#### TASK OBJECTIVE
Reproduce the records below exactly as shown.

Stored data entries
--- START ---

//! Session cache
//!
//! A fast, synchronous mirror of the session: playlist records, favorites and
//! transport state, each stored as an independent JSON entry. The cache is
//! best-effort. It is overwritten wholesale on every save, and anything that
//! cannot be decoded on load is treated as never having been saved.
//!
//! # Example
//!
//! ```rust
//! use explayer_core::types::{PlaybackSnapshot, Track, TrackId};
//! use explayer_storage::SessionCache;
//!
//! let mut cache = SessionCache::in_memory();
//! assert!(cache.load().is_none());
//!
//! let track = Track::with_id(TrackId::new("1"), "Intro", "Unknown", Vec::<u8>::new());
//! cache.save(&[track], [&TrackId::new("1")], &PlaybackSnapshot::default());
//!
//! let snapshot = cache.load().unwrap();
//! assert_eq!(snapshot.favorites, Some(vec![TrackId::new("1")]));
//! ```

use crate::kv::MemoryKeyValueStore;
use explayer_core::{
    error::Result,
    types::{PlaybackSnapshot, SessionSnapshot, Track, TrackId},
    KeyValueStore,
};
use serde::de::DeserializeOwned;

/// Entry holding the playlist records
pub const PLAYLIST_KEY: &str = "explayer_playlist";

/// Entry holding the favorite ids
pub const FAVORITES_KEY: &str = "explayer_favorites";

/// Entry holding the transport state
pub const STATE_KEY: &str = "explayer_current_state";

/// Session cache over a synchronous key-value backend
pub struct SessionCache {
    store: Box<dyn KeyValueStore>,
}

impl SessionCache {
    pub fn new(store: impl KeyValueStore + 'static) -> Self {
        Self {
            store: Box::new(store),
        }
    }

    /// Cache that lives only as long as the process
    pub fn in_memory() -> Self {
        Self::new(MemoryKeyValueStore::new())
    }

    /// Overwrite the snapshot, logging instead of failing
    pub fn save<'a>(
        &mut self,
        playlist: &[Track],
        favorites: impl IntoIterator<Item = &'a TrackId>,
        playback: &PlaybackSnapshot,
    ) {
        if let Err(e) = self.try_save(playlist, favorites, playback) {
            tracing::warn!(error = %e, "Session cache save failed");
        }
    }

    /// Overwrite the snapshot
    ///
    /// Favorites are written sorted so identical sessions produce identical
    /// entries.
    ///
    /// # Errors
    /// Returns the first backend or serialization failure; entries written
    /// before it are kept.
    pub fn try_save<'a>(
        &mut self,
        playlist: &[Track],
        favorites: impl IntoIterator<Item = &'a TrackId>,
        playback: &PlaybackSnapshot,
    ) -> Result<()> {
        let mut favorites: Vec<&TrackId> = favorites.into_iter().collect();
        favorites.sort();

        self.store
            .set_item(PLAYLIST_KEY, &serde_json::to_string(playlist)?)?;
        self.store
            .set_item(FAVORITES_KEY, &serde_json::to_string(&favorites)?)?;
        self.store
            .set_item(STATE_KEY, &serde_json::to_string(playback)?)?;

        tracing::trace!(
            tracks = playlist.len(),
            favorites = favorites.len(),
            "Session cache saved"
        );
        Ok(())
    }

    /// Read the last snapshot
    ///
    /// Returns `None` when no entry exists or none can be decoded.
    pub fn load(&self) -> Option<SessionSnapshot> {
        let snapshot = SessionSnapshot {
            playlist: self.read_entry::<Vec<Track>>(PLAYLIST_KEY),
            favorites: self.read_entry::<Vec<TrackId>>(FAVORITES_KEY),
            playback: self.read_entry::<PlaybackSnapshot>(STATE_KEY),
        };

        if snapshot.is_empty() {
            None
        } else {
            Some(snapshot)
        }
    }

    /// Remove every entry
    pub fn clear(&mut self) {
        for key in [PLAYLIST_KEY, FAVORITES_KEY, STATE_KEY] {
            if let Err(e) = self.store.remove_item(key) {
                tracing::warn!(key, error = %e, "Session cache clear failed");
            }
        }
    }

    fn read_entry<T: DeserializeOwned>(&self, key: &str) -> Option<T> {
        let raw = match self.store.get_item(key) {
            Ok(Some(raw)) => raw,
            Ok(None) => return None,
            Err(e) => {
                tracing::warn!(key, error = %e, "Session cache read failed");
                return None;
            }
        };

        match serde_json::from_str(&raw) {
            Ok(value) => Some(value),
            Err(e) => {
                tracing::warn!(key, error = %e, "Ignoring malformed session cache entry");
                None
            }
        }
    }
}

--- END ---

#### EXPECTED ANSWER
//! Session cache
//!
//! A fast, synchronous mirror of the session: playlist records, favorites and
//! transport state, each stored as an independent JSON entry. The cache is
//! best-effort. It is overwritten wholesale on every save, and anything that
//! cannot be decoded on load is treated as never having been saved.
//!
//! # Example
//!
//! ```rust
//! use explayer_core::types::{PlaybackSnapshot, Track, TrackId};
//! use explayer_storage::SessionCache;
//!
//! let mut cache = SessionCache::in_memory();
//! assert!(cache.load().is_none());
//!
//! let track = Track::with_id(TrackId::new("1"), "Intro", "Unknown", Vec::<u8>::new());
//! cache.save(&[track], [&TrackId::new("1")], &PlaybackSnapshot::default());
//!
//! let snapshot = cache.load().unwrap();
//! assert_eq!(snapshot.favorites, Some(vec![TrackId::new("1")]));
//! ```

use crate::kv::MemoryKeyValueStore;
use explayer_core::{
    error::Result,
    types::{PlaybackSnapshot, SessionSnapshot, Track, TrackId},
    KeyValueStore,
};
use serde::de::DeserializeOwned;

/// Entry holding the playlist records
pub const PLAYLIST_KEY: &str = "explayer_playlist";

/// Entry holding the favorite ids
pub const FAVORITES_KEY: &str = "explayer_favorites";

/// Entry holding the transport state
pub const STATE_KEY: &str = "explayer_current_state";

/// Session cache over a synchronous key-value backend
pub struct SessionCache {
    store: Box<dyn KeyValueStore>,
}

impl SessionCache {
    pub fn new(store: impl KeyValueStore + 'static) -> Self {
        Self {
            store: Box::new(store),
        }
    }

    /// Cache that lives only as long as the process
    pub fn in_memory() -> Self {
        Self::new(MemoryKeyValueStore::new())
    }

    /// Overwrite the snapshot, logging instead of failing
    pub fn save<'a>(
        &mut self,
        playlist: &[Track],
        favorites: impl IntoIterator<Item = &'a TrackId>,
        playback: &PlaybackSnapshot,
    ) {
        if let Err(e) = self.try_save(playlist, favorites, playback) {
            tracing::warn!(error = %e, "Session cache save failed");
        }
    }

    /// Overwrite the snapshot
    ///
    /// Favorites are written sorted so identical sessions produce identical
    /// entries.
    ///
    /// # Errors
    /// Returns the first backend or serialization failure; entries written
    /// before it are kept.
    pub fn try_save<'a>(
        &mut self,
        playlist: &[Track],
        favorites: impl IntoIterator<Item = &'a TrackId>,
        playback: &PlaybackSnapshot,
    ) -> Result<()> {
        let mut favorites: Vec<&TrackId> = favorites.into_iter().collect();
        favorites.sort();

        self.store
            .set_item(PLAYLIST_KEY, &serde_json::to_string(playlist)?)?;
        self.store
            .set_item(FAVORITES_KEY, &serde_json::to_string(&favorites)?)?;
        self.store
            .set_item(STATE_KEY, &serde_json::to_string(playback)?)?;

        tracing::trace!(
            tracks = playlist.len(),
            favorites = favorites.len(),
            "Session cache saved"
        );
        Ok(())
    }

    /// Read the last snapshot
    ///
    /// Returns `None` when no entry exists or none can be decoded.
    pub fn load(&self) -> Option<SessionSnapshot> {
        let snapshot = SessionSnapshot {
            playlist: self.read_entry::<Vec<Track>>(PLAYLIST_KEY),
            favorites: self.read_entry::<Vec<TrackId>>(FAVORITES_KEY),
            playback: self.read_entry::<PlaybackSnapshot>(STATE_KEY),
        };

        if snapshot.is_empty() {
            None
        } else {
            Some(snapshot)
        }
    }

    /// Remove every entry
    pub fn clear(&mut self) {
        for key in [PLAYLIST_KEY, FAVORITES_KEY, STATE_KEY] {
            if let Err(e) = self.store.remove_item(key) {
                tracing::warn!(key, error = %e, "Session cache clear failed");
            }
        }
    }

    fn read_entry<T: DeserializeOwned>(&self, key: &str) -> Option<T> {
        let raw = match self.store.get_item(key) {
            Ok(Some(raw)) => raw,
            Ok(None) => return None,
            Err(e) => {
                tracing::warn!(key, error = %e, "Session cache read failed");
                return None;
            }
        };

        match serde_json::from_str(&raw) {
            Ok(value) => Some(value),
            Err(e) => {
                tracing::warn!(key, error = %e, "Ignoring malformed session cache entry");
                None
            }
        }
    }
}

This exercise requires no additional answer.